» Study material

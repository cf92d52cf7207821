//! Ports - trait definitions for external dependencies.
//! These are the "interfaces" that infrastructure must implement.

mod auth;
mod repository;
mod storage;

pub use auth::{AuthError, PasswordService, TokenClaims, TokenService};
pub use repository::{
    BaseRepository, FollowRepository, LikeRepository, PostRepository, ReplyRepository,
    UserRepository,
};
pub use storage::{ImageStore, StorageError};
//! Database migrations.
//!
//! Schema for users, posts, replies, likes and follows.

use sea_orm_migration::prelude::*;

pub use sea_orm_migration::MigratorTrait;

mod m20250101_000001_create_users_table;
mod m20250101_000002_create_posts_table;
mod m20250101_000003_create_replies_table;
mod m20250101_000004_create_likes_table;
mod m20250101_000005_create_follows_table;

pub struct Migrator;

#[async_trait::async_trait]
impl MigratorTrait for Migrator {
    fn migrations() -> Vec<Box<dyn MigrationTrait>> {
        vec![
            Box::new(m20250101_000001_create_users_table::Migration),
            Box::new(m20250101_000002_create_posts_table::Migration),
            Box::new(m20250101_000003_create_replies_table::Migration),
            Box::new(m20250101_000004_create_likes_table::Migration),
            Box::new(m20250101_000005_create_follows_table::Migration),
        ]
    }
}
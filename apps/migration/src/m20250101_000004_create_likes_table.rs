//! Create likes table migration.
//!
//! A like targets either a post or a reply; exactly one of the two columns is set.

use sea_orm_migration::prelude::*;

#[derive(DeriveMigrationName)]
pub struct Migration;

#[async_trait::async_trait]
impl MigrationTrait for Migration {
    async fn up(&self, manager: &SchemaManager) -> Result<(), DbErr> {
        manager
            .create_table(
                Table::create()
                    .table(Likes::Table)
                    .if_not_exists()
                    .col(
                        ColumnDef::new(Likes::LikeId)
                            .integer()
                            .not_null()
                            .auto_increment()
                            .primary_key(),
                    )
                    .col(ColumnDef::new(Likes::UserId).integer().not_null())
                    .col(ColumnDef::new(Likes::PostId).integer())
                    .col(ColumnDef::new(Likes::ReplyId).integer())
                    .col(
                        ColumnDef::new(Likes::CreatedAt)
                            .timestamp_with_time_zone()
                            .not_null()
                            .default(Expr::current_timestamp()),
                    )
                    .check(Expr::cust("(post_id IS NULL) <> (reply_id IS NULL)"))
                    .foreign_key(
                        ForeignKey::create()
                            .name("fk_likes_user")
                            .from(Likes::Table, Likes::UserId)
                            .to(Users::Table, Users::UserId)
                            .on_delete(ForeignKeyAction::Cascade),
                    )
                    .foreign_key(
                        ForeignKey::create()
                            .name("fk_likes_post")
                            .from(Likes::Table, Likes::PostId)
                            .to(Posts::Table, Posts::PostId)
                            .on_delete(ForeignKeyAction::Cascade),
                    )
                    .foreign_key(
                        ForeignKey::create()
                            .name("fk_likes_reply")
                            .from(Likes::Table, Likes::ReplyId)
                            .to(Replies::Table, Replies::ReplyId)
                            .on_delete(ForeignKeyAction::Cascade),
                    )
                    .to_owned(),
            )
            .await?;

        // Unique: one like per user and post
        manager
            .create_index(
                Index::create()
                    .name("idx_likes_user_post")
                    .table(Likes::Table)
                    .col(Likes::UserId)
                    .col(Likes::PostId)
                    .unique()
                    .to_owned(),
            )
            .await?;

        // Unique: one like per user and reply
        manager
            .create_index(
                Index::create()
                    .name("idx_likes_user_reply")
                    .table(Likes::Table)
                    .col(Likes::UserId)
                    .col(Likes::ReplyId)
                    .unique()
                    .to_owned(),
            )
            .await?;

        Ok(())
    }

    async fn down(&self, manager: &SchemaManager) -> Result<(), DbErr> {
        manager
            .drop_table(Table::drop().table(Likes::Table).to_owned())
            .await
    }
}

#[derive(Iden)]
enum Likes {
    Table,
    LikeId,
    UserId,
    PostId,
    ReplyId,
    CreatedAt,
}

#[derive(Iden)]
enum Users {
    Table,
    UserId,
}

#[derive(Iden)]
enum Posts {
    Table,
    PostId,
}

#[derive(Iden)]
enum Replies {
    Table,
    ReplyId,
}
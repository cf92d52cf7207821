//! SeaORM entities, one module per table.

pub mod follow;
pub mod like;
pub mod post;
pub mod reply;
pub mod user;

» Your assignment
In the entries above, find each line with the string "ReplyId" and copy it.

» Written solution
                    .col(ColumnDef::new(Likes::ReplyId).integer())
                            .from(Likes::Table, Likes::ReplyId)
                            .to(Replies::Table, Replies::ReplyId)
                    .col(Likes::ReplyId)
    ReplyId,
    ReplyId,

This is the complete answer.